▶ Work to complete:
In the data that follows, every line containing the word "been" should be returned.

▶ Saved entries:
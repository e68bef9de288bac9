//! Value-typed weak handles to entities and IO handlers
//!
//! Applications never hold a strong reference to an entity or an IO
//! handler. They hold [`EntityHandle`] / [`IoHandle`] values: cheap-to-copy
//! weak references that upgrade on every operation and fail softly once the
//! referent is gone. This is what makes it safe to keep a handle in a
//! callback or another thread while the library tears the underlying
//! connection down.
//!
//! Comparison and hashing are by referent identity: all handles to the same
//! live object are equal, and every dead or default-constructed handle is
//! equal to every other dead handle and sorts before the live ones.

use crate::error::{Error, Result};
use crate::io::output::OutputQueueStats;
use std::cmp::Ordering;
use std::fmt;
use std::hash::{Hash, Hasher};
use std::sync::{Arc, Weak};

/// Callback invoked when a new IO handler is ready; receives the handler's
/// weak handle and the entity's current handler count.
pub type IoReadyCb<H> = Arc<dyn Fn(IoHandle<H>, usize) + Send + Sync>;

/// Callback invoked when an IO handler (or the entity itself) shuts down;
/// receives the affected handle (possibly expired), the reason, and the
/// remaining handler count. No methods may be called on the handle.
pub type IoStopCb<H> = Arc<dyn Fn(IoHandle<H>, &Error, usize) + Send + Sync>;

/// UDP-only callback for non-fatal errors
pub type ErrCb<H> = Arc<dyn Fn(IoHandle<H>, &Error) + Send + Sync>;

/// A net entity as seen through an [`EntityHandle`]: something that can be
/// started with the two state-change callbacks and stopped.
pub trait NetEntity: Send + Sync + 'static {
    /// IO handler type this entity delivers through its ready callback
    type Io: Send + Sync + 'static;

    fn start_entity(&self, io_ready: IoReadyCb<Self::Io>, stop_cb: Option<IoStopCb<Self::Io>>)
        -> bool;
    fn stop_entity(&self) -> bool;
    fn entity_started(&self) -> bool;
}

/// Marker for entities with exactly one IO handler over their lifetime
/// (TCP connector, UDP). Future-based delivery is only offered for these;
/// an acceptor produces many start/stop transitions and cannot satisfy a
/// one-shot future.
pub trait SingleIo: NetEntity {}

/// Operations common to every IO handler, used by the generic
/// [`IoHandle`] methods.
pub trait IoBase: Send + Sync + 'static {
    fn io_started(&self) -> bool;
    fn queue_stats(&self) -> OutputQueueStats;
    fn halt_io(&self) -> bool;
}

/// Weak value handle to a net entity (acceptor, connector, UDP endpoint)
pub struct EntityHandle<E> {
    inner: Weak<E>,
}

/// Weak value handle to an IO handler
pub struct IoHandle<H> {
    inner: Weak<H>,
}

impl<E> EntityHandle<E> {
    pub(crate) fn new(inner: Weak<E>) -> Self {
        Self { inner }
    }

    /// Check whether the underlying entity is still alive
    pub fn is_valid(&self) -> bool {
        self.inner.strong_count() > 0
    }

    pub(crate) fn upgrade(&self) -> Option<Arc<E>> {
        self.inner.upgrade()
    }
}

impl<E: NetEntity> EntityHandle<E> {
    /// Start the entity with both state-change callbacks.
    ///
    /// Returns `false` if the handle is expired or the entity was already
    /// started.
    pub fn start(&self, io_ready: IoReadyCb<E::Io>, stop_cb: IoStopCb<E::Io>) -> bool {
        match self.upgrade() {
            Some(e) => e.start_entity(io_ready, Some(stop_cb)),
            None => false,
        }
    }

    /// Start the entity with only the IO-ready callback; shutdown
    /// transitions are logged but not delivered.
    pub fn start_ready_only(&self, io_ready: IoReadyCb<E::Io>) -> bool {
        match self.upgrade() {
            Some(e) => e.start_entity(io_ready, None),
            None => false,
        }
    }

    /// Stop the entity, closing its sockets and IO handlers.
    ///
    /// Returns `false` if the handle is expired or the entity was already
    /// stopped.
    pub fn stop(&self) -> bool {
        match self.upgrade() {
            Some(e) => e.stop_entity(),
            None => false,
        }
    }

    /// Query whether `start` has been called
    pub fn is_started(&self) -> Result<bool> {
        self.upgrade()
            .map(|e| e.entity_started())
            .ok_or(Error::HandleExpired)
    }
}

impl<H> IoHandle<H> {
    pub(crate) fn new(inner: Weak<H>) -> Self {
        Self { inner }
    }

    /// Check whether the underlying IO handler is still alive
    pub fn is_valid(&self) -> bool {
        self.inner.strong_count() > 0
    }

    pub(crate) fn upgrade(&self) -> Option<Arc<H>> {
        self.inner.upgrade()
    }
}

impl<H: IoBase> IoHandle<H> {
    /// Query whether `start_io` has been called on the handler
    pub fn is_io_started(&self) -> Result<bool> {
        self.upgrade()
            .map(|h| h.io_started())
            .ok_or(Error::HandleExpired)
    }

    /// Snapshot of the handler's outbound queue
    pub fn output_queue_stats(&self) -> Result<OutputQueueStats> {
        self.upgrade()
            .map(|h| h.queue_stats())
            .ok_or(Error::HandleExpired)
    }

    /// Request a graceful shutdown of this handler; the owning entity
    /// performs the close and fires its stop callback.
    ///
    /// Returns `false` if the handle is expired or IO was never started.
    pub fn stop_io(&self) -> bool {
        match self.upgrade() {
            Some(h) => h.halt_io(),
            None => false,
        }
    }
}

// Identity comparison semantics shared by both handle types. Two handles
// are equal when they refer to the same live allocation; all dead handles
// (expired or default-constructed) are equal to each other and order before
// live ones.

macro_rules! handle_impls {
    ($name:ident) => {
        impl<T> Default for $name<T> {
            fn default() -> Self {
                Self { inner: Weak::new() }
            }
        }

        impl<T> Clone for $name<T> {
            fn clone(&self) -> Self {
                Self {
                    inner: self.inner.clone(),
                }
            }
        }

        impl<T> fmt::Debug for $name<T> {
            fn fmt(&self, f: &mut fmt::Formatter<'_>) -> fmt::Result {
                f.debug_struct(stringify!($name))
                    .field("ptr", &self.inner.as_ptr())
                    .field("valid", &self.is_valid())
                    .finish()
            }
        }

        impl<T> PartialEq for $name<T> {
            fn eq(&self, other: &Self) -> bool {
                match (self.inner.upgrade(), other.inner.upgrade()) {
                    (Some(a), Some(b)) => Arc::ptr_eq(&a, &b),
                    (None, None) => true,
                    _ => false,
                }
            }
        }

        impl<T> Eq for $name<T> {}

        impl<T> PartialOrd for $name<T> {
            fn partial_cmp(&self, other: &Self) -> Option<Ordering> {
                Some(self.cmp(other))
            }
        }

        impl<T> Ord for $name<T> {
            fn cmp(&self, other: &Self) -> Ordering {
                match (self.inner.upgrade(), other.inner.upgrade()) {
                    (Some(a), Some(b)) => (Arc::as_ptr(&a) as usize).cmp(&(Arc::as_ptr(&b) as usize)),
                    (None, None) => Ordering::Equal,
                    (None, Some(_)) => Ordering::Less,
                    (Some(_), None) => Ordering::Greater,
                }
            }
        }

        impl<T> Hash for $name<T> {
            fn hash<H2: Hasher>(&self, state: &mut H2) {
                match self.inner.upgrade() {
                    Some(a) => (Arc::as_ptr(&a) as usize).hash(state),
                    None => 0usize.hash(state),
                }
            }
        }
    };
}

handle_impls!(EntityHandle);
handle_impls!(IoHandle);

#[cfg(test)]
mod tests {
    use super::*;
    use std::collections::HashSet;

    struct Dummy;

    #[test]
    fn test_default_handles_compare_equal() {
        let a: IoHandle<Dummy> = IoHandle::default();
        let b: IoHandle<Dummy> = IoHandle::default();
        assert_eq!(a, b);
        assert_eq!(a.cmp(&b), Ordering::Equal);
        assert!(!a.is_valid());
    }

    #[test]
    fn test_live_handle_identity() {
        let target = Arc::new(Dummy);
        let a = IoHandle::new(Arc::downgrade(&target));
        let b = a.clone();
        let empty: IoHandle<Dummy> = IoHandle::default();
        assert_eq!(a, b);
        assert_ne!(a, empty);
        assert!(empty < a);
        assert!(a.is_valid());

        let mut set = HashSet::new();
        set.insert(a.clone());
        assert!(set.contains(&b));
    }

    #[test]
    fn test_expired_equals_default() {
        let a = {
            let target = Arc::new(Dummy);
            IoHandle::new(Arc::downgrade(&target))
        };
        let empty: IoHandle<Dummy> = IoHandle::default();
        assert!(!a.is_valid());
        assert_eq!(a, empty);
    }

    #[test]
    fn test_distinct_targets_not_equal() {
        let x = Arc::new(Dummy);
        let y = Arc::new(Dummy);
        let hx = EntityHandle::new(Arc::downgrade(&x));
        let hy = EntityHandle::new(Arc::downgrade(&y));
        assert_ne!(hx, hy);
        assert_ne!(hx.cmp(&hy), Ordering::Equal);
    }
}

▶ Result:
    /// Query whether `start` has been called
    /// Query whether `start_io` has been called on the handler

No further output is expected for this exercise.